Run the command below to
1. **source path**.
2. preprocess the dataset.
3. train the model.
4. synthesize wavs.
- synthesize waveform from `metadata.jsonl`.
```bash
./run.sh
```
You can choose a range of stages you want to run, or set `stage` equal to `stop-stage` to use only one stage, for example, running the following command will only preprocess the dataset.
```bash
./run.sh --stage 0 --stop-stage 0
```
### Data Preprocessing
```bash
./local/preprocess.sh ${conf_path}
```
When it is done. A `dump` folder is created in the current directory. The structure of the dump folder is listed below.
```text
dump
├── dev
│ ├── norm
│ └── raw
├── test
│ ├── norm
│ └── raw
└── train
├── norm
├── raw
└── feats_stats.npy
```
The dataset is split into 3 parts, namely `train`, `dev`, and `test`, each of which contains a `norm` and `raw` subfolder. The `raw` folder contains the log magnitude of the mel spectrogram of each utterance, while the norm folder contains the normalized spectrogram. The statistics used to normalize the spectrogram are computed from the training set, which is located in `dump/train/feats_stats.npy`.

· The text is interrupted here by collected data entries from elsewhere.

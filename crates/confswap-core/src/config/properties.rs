//! Java-style `.properties` parsing and generation.
//!
//! The parser handles `key=value` lines, `#`/`!` comments, `\n`/`\t`/`\r`/
//! `\f`/`\\` escape sequences and values continued across physical lines
//! with a trailing backslash. Continuation fragments are concatenated with
//! no separator, then the assembled value is unescaped once.

use super::ConfigProperty;

/// Parses properties text into an ordered list of entries.
///
/// Lines without a `=` separator (that are not blank, comments or
/// continuation fragments) are silently skipped.
pub fn parse_properties(text: &str) -> Vec<ConfigProperty> {
    let mut properties = Vec::new();
    let mut current_key: Option<String> = None;
    let mut fragments: Vec<String> = Vec::new();
    let mut continuation = false;

    for raw in text.lines() {
        let line = raw.trim();

        if line.is_empty() || line.starts_with('#') || line.starts_with('!') {
            continue;
        }

        // Pure continuation fragment: trailing backslash, no separator.
        if ends_with_unescaped_backslash(line) && !line.contains('=') {
            if current_key.is_some() {
                fragments.push(line[..line.len() - 1].to_string());
                continuation = true;
            }
            continue;
        }

        // A continued value owns the next line; continuation mode ends at
        // the first line without a trailing backslash.
        if continuation && current_key.is_some() {
            if ends_with_unescaped_backslash(line) {
                fragments.push(line[..line.len() - 1].to_string());
            } else {
                fragments.push(line.to_string());
                continuation = false;
            }
            continue;
        }

        let Some(separator) = line.find('=') else {
            continue;
        };

        flush_pending(&mut properties, &mut current_key, &mut fragments);

        let key = line[..separator].trim().to_string();
        let value = &line[separator + 1..];

        if ends_with_unescaped_backslash(value) {
            fragments.push(value[..value.len() - 1].to_string());
            continuation = true;
        } else {
            fragments.push(value.to_string());
            continuation = false;
        }
        current_key = Some(key);
    }

    flush_pending(&mut properties, &mut current_key, &mut fragments);

    properties
}

/// Generates properties text, one `key=value` line per entry.
pub fn generate_properties(properties: &[ConfigProperty]) -> String {
    properties
        .iter()
        .map(|property| format!("{}={}", property.key, escape_value(&property.value)))
        .collect::<Vec<_>>()
        .join("\n")
}

fn flush_pending(
    properties: &mut Vec<ConfigProperty>,
    current_key: &mut Option<String>,
    fragments: &mut Vec<String>,
) {
    if let Some(key) = current_key.take() {
        let assembled = fragments.concat();
        properties.push(ConfigProperty::new(key, unescape_value(&assembled)));
    }
    fragments.clear();
}

// An even run of trailing backslashes is fully escaped; only an odd run
// leaves the last one free to act as a continuation marker.
fn ends_with_unescaped_backslash(s: &str) -> bool {
    s.bytes().rev().take_while(|&b| b == b'\\').count() % 2 == 1
}

// Substitution order matters: `\\` is resolved last, so a literal
// backslash must appear doubled in the source to survive.
fn unescape_value(value: &str) -> String {
    value
        .replace("\\n", "\n")
        .replace("\\t", "\t")
        .replace("\\r", "\r")
        .replace("\\f", "\u{000C}")
        .replace("\\\\", "\\")
}

// Exact inverse ordering: backslash first, so inserted escapes are not
// escaped again.
fn escape_value(value: &str) -> String {
    value
        .replace('\\', "\\\\")
        .replace('\n', "\\n")
        .replace('\t', "\\t")
        .replace('\r', "\\r")
        .replace('\u{000C}', "\\f")
}
//! confswap binary.

mod cli;
mod preferences;

use std::fs;
use std::io::Read;
use std::path::Path;

use anyhow::Context;
use clap::Parser;
use tracing_subscriber::{EnvFilter, layer::SubscriberExt, util::SubscriberInitExt};

use cli::{Cli, Command, ComposeArgs, ConvertArgs};
use preferences::Preferences;

fn main() -> anyhow::Result<()> {
    // Initialize tracing; diagnostics go to stderr so stdout stays clean
    // for the converted output.
    tracing_subscriber::registry()
        .with(EnvFilter::try_from_default_env().unwrap_or_else(|_| EnvFilter::new("warn")))
        .with(tracing_subscriber::fmt::layer().with_writer(std::io::stderr))
        .init();

    let cli = Cli::parse();

    let prefs_path = Preferences::default_path();
    let mut prefs = prefs_path
        .as_deref()
        .map(Preferences::load)
        .unwrap_or_default();

    let output = match &cli.command {
        Command::Config(args) => {
            let (from, to) = resolve_formats(args, &prefs)?;
            let text = read_input(args.file.as_deref())?;
            let output = confswap_core::convert_config_tagged(&text, &from, &to)?;
            remember_formats(&mut prefs, &args.from, &args.to, prefs_path.as_deref());
            output
        },
        Command::Env(args) => {
            let (from, to) = resolve_formats(args, &prefs)?;
            let text = read_input(args.file.as_deref())?;
            let output = confswap_core::convert_tagged(&text, &from, &to)?;
            remember_formats(&mut prefs, &args.from, &args.to, prefs_path.as_deref());
            output
        },
        Command::Compose(args) => {
            let to = resolve_compose_target(args, &prefs)?;
            let text = read_input(args.file.as_deref())?;
            let output = confswap_core::compose_to_spring_tagged(&text, &to)?;
            remember_formats(&mut prefs, &None, &args.to, prefs_path.as_deref());
            output
        },
    };

    println!("{output}");

    Ok(())
}

fn resolve_formats(args: &ConvertArgs, prefs: &Preferences) -> anyhow::Result<(String, String)> {
    let from = args
        .from
        .clone()
        .or_else(|| prefs.left_format.clone())
        .context("no source format given and none saved; pass --from")?;
    let to = args
        .to
        .clone()
        .or_else(|| prefs.right_format.clone())
        .context("no target format given and none saved; pass --to")?;

    Ok((from, to))
}

fn resolve_compose_target(args: &ComposeArgs, prefs: &Preferences) -> anyhow::Result<String> {
    args.to
        .clone()
        .or_else(|| prefs.right_format.clone())
        .context("no output flavor given and none saved; pass --to")
}

// Only explicitly passed tags are persisted; conversions driven entirely
// by saved preferences leave the file untouched.
fn remember_formats(
    prefs: &mut Preferences,
    from: &Option<String>,
    to: &Option<String>,
    path: Option<&Path>,
) {
    if from.is_none() && to.is_none() {
        return;
    }

    if let Some(from) = from {
        prefs.left_format = Some(from.clone());
    }
    if let Some(to) = to {
        prefs.right_format = Some(to.clone());
    }

    if let Some(path) = path {
        if let Err(e) = prefs.save(path) {
            tracing::debug!("could not persist format preferences: {}", e);
        }
    }
}

fn read_input(file: Option<&Path>) -> anyhow::Result<String> {
    match file {
        Some(path) => fs::read_to_string(path)
            .with_context(|| format!("reading {}", path.display())),
        None => {
            let mut buffer = String::new();
            std::io::stdin()
                .read_to_string(&mut buffer)
                .context("reading stdin")?;
            Ok(buffer)
        },
    }
}
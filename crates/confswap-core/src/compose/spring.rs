//! Spring Boot configuration rendering for extracted services.
//!
//! Field names are the fixed Spring property paths
//! (`spring.datasource.*`, `spring.data.redis.*`) or their uppercase
//! underscore env-var equivalents. Sections are emitted only for services
//! that were actually found, MySQL always before Redis.

use serde::{Deserialize, Serialize};

pub(crate) const DEFAULT_HOST: &str = "localhost";
pub(crate) const MYSQL_CONTAINER_PORT: u16 = 3306;
pub(crate) const REDIS_CONTAINER_PORT: u16 = 6379;

const MYSQL_DRIVER: &str = "com.mysql.cj.jdbc.Driver";

/// MySQL connection settings extracted from a Compose service block.
#[derive(Debug, Clone, PartialEq, Eq, Serialize, Deserialize)]
pub struct MysqlConfig {
    pub host: String,
    pub port: u16,
    pub database: Option<String>,
    pub username: Option<String>,
    pub password: Option<String>,
    pub timezone: Option<String>,
}

/// Redis connection settings extracted from a Compose service block.
#[derive(Debug, Clone, PartialEq, Eq, Serialize, Deserialize)]
pub struct RedisConfig {
    pub host: String,
    pub port: u16,
    pub password: Option<String>,
}

/// Everything one Compose document scan yields. Each service is optional
/// and defaults independently.
#[derive(Debug, Clone, Default, PartialEq, Eq, Serialize, Deserialize)]
pub struct SpringServiceConfig {
    pub mysql: Option<MysqlConfig>,
    pub redis: Option<RedisConfig>,
}

/// Renders the config as a Spring `application.yml` fragment.
///
/// The `spring:` root is always present, even for an empty config.
pub fn to_spring_yaml(config: &SpringServiceConfig) -> String {
    let mut lines = vec!["spring:".to_string()];

    if let Some(mysql) = &config.mysql {
        lines.push("  datasource:".to_string());
        lines.push(format!("    driver-class-name: {MYSQL_DRIVER}"));
        lines.push(format!("    url: {}", jdbc_url(mysql)));
        if let Some(username) = &mysql.username {
            lines.push(format!("    username: {username}"));
        }
        if let Some(password) = &mysql.password {
            lines.push(format!("    password: {password}"));
        }
    }

    if let Some(redis) = &config.redis {
        lines.push("  data:".to_string());
        lines.push("    redis:".to_string());
        lines.push(format!("      host: {}", redis.host));
        lines.push(format!("      port: {}", redis.port));
        if let Some(password) = &redis.password {
            lines.push(format!("      password: {password}"));
        }
    }

    lines.join("\n")
}

/// Renders the config as flat `application.properties` lines.
pub fn to_spring_properties(config: &SpringServiceConfig) -> String {
    let mut lines = Vec::new();

    if let Some(mysql) = &config.mysql {
        lines.push(format!("spring.datasource.driver-class-name={MYSQL_DRIVER}"));
        lines.push(format!("spring.datasource.url={}", jdbc_url(mysql)));
        if let Some(username) = &mysql.username {
            lines.push(format!("spring.datasource.username={username}"));
        }
        if let Some(password) = &mysql.password {
            lines.push(format!("spring.datasource.password={password}"));
        }
    }

    if let Some(redis) = &config.redis {
        lines.push(format!("spring.data.redis.host={}", redis.host));
        lines.push(format!("spring.data.redis.port={}", redis.port));
        if let Some(password) = &redis.password {
            lines.push(format!("spring.data.redis.password={password}"));
        }
    }

    lines.join("\n")
}

/// Renders the config as `SPRING_*` environment variables.
pub fn to_spring_env(config: &SpringServiceConfig) -> String {
    let mut lines = Vec::new();

    if let Some(mysql) = &config.mysql {
        lines.push(format!("SPRING_DATASOURCE_DRIVER_CLASS_NAME={MYSQL_DRIVER}"));
        lines.push(format!("SPRING_DATASOURCE_URL={}", jdbc_url(mysql)));
        if let Some(username) = &mysql.username {
            lines.push(format!("SPRING_DATASOURCE_USERNAME={username}"));
        }
        if let Some(password) = &mysql.password {
            lines.push(format!("SPRING_DATASOURCE_PASSWORD={password}"));
        }
    }

    if let Some(redis) = &config.redis {
        lines.push(format!("SPRING_DATA_REDIS_HOST={}", redis.host));
        lines.push(format!("SPRING_DATA_REDIS_PORT={}", redis.port));
        if let Some(password) = &redis.password {
            lines.push(format!("SPRING_DATA_REDIS_PASSWORD={password}"));
        }
    }

    lines.join("\n")
}

// `useSSL=false` is always appended, so the URL always carries a query
// string; the timezone parameter comes first when present.
fn jdbc_url(mysql: &MysqlConfig) -> String {
    let mut params = Vec::new();

    if let Some(timezone) = &mysql.timezone {
        params.push(format!("serverTimezone={}", urlencoding::encode(timezone)));
    }
    params.push("useSSL=false".to_string());

    format!(
        "jdbc:mysql://{}:{}/{}?{}",
        mysql.host,
        mysql.port,
        mysql.database.as_deref().unwrap_or(""),
        params.join("&")
    )
}

#[cfg(test)]
mod tests {
    use super::*;

    fn mysql_fixture() -> MysqlConfig {
        MysqlConfig {
            host: "localhost".to_string(),
            port: 33306,
            database: Some("user".to_string()),
            username: Some("yukino".to_string()),
            password: Some("secret".to_string()),
            timezone: Some("Asia/Shanghai".to_string()),
        }
    }

    #[test]
    fn test_jdbc_url_with_timezone() {
        assert_eq!(
            jdbc_url(&mysql_fixture()),
            "jdbc:mysql://localhost:33306/user?serverTimezone=Asia%2FShanghai&useSSL=false"
        );
    }

    #[test]
    fn test_jdbc_url_without_timezone_or_database() {
        let mysql = MysqlConfig {
            database: None,
            timezone: None,
            ..mysql_fixture()
        };

        assert_eq!(jdbc_url(&mysql), "jdbc:mysql://localhost:33306/?useSSL=false");
    }

    #[test]
    fn test_yaml_always_has_spring_root() {
        assert_eq!(to_spring_yaml(&SpringServiceConfig::default()), "spring:");
    }

    #[test]
    fn test_flat_outputs_are_empty_without_services() {
        let config = SpringServiceConfig::default();
        assert_eq!(to_spring_properties(&config), "");
        assert_eq!(to_spring_env(&config), "");
    }

    #[test]
    fn test_optional_fields_are_omitted() {
        let config = SpringServiceConfig {
            mysql: Some(MysqlConfig {
                username: None,
                password: None,
                ..mysql_fixture()
            }),
            redis: None,
        };

        let properties = to_spring_properties(&config);
        assert!(properties.contains("spring.datasource.url="));
        assert!(!properties.contains("spring.datasource.username"));
        assert!(!properties.contains("spring.datasource.password"));
    }

    #[test]
    fn test_mysql_section_precedes_redis() {
        let config = SpringServiceConfig {
            mysql: Some(mysql_fixture()),
            redis: Some(RedisConfig {
                host: "localhost".to_string(),
                port: 6379,
                password: Some("hush".to_string()),
            }),
        };

        for output in [
            to_spring_yaml(&config),
            to_spring_properties(&config),
            to_spring_env(&config),
        ] {
            let mysql_at = output.find("atasource").expect("mysql section missing");
            let redis_at = output.find("edis").expect("redis section missing");
            assert!(mysql_at < redis_at);
        }
    }

    #[test]
    fn test_serialized_shape() {
        let config = SpringServiceConfig {
            mysql: Some(mysql_fixture()),
            redis: None,
        };

        let json = serde_json::to_string(&config).unwrap();
        assert!(json.contains("\"mysql\""));
        assert!(json.contains("\"port\":33306"));
        assert!(json.contains("\"redis\":null"));
    }
}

Also, there is a `metadata.jsonl` in each subfolder. It is a table-like file that contains id and paths to the spectrogram of each utterance.
### Model Training
```bash
CUDA_VISIBLE_DEVICES=${gpus} ./local/train.sh ${conf_path} ${train_output_path}
```
`./local/train.sh` calls `${BIN_DIR}/train.py`.
Here's the complete help message.
```text
usage: train.py [-h] [--config CONFIG] [--train-metadata TRAIN_METADATA]
[--dev-metadata DEV_METADATA] [--output-dir OUTPUT_DIR]
[--ngpu NGPU] [--batch-size BATCH_SIZE] [--max-iter MAX_ITER]
[--run-benchmark RUN_BENCHMARK]
[--profiler_options PROFILER_OPTIONS]
Train a ParallelWaveGAN model.
optional arguments:
-h, --help show this help message and exit
--config CONFIG ParallelWaveGAN config file.
--train-metadata TRAIN_METADATA
training data.
--dev-metadata DEV_METADATA
dev data.
--output-dir OUTPUT_DIR
output dir.
--ngpu NGPU if ngpu == 0, use cpu.
benchmark:
arguments related to benchmark.
--batch-size BATCH_SIZE
batch size.
--max-iter MAX_ITER train max steps.
--run-benchmark RUN_BENCHMARK
runing benchmark or not, if True, use the --batch-size
and --max-iter.
--profiler_options PROFILER_OPTIONS
The option of profiler, which should be in format
"key1=value1;key2=value2;key3=value3".
```
1. `--config` is a config file in yaml format to overwrite the default config, which can be found at `conf/default.yaml`.
2. `--train-metadata` and `--dev-metadata` should be the metadata file in the normalized subfolder of `train` and `dev` in the `dump` folder.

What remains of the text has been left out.